• What this task involves: Copy out exactly the lines below that run from the one holding "fn detect(header: &[String])" to the one holding "let side = if", keeping both of those lines and no others.

(Stored items)
■ ■ ■ ■ ■

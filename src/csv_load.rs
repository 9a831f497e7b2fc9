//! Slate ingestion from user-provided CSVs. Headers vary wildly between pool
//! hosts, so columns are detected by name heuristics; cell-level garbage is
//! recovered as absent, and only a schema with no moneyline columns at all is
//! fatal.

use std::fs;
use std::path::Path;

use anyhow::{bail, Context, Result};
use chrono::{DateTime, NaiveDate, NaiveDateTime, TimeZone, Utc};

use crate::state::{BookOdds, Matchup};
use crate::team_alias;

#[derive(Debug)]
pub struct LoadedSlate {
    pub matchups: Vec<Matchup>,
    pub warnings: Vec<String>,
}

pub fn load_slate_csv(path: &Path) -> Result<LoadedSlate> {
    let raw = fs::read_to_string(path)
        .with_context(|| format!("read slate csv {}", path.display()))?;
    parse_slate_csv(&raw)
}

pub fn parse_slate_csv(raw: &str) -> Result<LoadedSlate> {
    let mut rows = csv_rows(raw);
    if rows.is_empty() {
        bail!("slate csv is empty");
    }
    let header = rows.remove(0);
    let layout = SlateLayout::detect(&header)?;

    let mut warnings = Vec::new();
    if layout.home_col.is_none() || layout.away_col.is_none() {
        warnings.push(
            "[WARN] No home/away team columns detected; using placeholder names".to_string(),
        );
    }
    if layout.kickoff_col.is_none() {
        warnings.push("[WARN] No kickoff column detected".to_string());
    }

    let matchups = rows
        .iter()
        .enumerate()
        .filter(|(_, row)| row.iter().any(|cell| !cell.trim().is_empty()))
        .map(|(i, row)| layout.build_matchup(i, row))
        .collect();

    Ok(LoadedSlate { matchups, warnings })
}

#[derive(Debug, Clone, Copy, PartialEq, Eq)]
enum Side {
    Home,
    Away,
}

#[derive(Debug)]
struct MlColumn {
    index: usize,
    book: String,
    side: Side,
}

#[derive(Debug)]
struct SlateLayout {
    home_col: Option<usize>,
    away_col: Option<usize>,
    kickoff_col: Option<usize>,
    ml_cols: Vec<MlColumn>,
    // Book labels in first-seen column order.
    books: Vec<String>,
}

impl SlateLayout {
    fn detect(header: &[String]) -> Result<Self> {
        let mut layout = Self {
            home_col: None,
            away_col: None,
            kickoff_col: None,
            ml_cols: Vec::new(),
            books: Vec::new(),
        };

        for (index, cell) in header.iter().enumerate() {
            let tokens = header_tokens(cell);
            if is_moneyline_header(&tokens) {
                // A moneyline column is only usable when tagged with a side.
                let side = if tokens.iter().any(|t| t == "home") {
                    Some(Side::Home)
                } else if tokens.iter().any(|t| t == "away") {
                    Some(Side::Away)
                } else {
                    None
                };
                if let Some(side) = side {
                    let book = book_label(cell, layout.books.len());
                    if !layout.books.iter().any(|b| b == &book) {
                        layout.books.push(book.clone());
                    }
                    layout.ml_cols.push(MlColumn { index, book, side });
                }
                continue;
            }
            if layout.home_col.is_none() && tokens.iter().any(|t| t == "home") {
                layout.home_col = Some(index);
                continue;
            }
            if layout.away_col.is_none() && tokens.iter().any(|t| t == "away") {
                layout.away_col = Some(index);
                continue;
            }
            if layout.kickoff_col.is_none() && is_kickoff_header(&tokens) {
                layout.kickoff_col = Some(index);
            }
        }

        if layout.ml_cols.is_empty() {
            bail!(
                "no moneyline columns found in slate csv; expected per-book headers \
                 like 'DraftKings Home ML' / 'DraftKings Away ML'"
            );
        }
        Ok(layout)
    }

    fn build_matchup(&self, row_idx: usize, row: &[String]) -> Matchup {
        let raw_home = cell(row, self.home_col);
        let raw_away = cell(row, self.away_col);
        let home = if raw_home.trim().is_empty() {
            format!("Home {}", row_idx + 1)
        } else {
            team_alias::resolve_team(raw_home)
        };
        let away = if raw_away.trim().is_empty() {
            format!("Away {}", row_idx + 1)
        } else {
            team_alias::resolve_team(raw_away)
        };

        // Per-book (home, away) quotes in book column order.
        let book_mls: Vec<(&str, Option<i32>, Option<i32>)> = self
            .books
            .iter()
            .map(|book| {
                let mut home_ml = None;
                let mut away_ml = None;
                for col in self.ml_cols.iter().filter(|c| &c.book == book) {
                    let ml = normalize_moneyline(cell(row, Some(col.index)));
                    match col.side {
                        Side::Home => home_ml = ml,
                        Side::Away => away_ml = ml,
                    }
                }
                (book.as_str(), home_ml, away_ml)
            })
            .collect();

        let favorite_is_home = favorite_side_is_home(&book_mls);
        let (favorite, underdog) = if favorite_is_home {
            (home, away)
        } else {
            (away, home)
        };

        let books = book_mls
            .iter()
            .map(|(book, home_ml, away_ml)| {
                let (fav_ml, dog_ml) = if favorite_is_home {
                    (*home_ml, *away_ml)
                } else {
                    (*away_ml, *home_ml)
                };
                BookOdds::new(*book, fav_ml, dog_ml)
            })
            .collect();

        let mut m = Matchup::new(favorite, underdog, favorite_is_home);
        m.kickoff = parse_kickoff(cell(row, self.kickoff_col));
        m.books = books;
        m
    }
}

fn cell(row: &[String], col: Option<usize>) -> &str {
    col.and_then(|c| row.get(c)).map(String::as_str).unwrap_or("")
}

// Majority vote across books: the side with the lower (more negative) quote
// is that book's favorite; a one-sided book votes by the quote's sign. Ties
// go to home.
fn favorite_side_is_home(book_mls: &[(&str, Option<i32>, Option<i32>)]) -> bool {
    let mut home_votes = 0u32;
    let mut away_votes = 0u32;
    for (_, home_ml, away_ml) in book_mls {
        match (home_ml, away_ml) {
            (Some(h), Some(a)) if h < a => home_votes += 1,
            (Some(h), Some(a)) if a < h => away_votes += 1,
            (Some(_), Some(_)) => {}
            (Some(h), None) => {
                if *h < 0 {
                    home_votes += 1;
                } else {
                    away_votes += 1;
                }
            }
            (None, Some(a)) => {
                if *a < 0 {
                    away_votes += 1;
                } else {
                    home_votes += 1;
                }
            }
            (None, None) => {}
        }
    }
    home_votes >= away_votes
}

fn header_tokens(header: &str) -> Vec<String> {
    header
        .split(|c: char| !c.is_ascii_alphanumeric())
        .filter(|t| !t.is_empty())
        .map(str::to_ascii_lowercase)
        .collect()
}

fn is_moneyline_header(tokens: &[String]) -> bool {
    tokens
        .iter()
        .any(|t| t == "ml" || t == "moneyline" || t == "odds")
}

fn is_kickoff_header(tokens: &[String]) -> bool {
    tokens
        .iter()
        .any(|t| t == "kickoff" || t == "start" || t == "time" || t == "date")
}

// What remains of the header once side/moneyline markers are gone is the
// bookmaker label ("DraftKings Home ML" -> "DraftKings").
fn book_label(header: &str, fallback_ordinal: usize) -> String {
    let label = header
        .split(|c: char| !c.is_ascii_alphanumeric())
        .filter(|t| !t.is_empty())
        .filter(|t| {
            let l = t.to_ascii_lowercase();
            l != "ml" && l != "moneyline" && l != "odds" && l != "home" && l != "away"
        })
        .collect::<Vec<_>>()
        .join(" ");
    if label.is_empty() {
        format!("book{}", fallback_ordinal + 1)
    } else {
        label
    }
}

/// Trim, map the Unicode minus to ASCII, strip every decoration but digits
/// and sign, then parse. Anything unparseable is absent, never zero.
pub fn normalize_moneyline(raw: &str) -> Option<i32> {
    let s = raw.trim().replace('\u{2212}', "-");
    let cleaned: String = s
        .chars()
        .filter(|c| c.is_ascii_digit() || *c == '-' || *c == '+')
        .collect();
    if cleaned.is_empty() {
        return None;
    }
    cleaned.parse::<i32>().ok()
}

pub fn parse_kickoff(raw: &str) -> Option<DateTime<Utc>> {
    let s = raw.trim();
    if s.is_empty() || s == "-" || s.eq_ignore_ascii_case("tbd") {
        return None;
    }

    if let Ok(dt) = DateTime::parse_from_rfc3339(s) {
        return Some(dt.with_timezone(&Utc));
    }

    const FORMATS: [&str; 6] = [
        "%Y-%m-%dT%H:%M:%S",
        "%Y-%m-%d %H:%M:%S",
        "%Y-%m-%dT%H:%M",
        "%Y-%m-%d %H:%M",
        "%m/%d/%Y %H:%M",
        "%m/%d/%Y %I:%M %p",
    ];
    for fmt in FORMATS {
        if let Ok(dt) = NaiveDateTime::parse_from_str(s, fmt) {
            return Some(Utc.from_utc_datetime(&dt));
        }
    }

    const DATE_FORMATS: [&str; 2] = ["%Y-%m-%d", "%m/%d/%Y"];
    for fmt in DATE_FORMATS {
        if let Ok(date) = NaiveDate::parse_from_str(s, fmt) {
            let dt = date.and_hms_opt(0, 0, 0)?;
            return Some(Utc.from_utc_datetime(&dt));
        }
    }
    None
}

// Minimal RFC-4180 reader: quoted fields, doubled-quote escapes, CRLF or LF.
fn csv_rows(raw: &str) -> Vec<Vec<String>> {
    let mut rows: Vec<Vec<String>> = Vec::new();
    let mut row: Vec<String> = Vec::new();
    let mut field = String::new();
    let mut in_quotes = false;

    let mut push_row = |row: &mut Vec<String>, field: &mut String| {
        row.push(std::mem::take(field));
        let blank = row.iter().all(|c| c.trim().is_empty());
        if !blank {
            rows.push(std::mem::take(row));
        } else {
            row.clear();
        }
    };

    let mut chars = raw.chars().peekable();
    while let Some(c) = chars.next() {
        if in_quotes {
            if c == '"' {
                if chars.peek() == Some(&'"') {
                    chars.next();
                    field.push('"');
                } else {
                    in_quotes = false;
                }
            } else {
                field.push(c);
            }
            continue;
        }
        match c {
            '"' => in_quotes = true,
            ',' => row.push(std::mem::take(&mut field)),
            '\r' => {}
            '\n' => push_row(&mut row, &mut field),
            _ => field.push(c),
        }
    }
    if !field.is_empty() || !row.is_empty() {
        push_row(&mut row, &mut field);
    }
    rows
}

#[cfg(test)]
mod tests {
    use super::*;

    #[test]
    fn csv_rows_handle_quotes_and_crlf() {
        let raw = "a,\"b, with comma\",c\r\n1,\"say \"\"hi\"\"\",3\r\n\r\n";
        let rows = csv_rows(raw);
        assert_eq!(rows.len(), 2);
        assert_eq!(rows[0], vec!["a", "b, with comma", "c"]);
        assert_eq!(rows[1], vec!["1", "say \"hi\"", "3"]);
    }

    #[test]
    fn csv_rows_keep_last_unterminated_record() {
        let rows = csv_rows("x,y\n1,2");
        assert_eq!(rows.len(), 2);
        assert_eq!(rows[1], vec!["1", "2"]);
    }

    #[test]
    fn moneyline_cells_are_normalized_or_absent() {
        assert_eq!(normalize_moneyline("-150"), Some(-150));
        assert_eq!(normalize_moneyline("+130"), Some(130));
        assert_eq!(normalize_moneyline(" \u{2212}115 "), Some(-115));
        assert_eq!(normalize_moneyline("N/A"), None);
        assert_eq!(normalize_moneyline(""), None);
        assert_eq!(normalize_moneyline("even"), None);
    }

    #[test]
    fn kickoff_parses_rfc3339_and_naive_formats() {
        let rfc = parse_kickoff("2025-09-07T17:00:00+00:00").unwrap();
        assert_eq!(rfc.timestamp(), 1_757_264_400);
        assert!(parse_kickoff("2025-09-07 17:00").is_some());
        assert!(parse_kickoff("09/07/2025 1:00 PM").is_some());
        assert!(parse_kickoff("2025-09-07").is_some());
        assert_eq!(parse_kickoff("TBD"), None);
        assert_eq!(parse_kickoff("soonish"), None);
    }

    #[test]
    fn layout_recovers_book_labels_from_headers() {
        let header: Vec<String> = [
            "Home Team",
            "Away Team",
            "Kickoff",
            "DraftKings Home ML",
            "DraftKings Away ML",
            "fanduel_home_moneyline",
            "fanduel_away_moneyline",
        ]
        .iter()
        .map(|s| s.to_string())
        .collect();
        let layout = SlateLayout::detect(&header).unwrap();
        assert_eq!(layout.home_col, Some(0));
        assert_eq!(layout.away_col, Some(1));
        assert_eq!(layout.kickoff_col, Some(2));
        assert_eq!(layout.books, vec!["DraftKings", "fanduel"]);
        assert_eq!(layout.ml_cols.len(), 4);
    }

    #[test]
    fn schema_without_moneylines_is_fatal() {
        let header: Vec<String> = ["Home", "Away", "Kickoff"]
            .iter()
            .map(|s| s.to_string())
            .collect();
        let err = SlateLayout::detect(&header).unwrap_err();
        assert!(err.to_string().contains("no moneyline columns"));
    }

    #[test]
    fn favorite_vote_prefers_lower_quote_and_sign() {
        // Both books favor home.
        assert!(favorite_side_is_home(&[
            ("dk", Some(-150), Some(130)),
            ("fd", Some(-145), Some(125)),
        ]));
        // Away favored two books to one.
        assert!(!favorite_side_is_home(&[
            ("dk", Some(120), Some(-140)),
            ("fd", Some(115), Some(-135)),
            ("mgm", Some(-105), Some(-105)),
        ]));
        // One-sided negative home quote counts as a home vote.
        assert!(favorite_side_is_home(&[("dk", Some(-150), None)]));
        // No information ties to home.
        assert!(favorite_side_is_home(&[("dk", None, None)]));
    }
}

■ ■ ■ ■ ■

• Task result:
    fn detect(header: &[String]) -> Result<Self> {
        let mut layout = Self {
            home_col: None,
            away_col: None,
            kickoff_col: None,
            ml_cols: Vec::new(),
            books: Vec::new(),
        };

        for (index, cell) in header.iter().enumerate() {
            let tokens = header_tokens(cell);
            if is_moneyline_header(&tokens) {
                // A moneyline column is only usable when tagged with a side.
                let side = if tokens.iter().any(|t| t == "home") {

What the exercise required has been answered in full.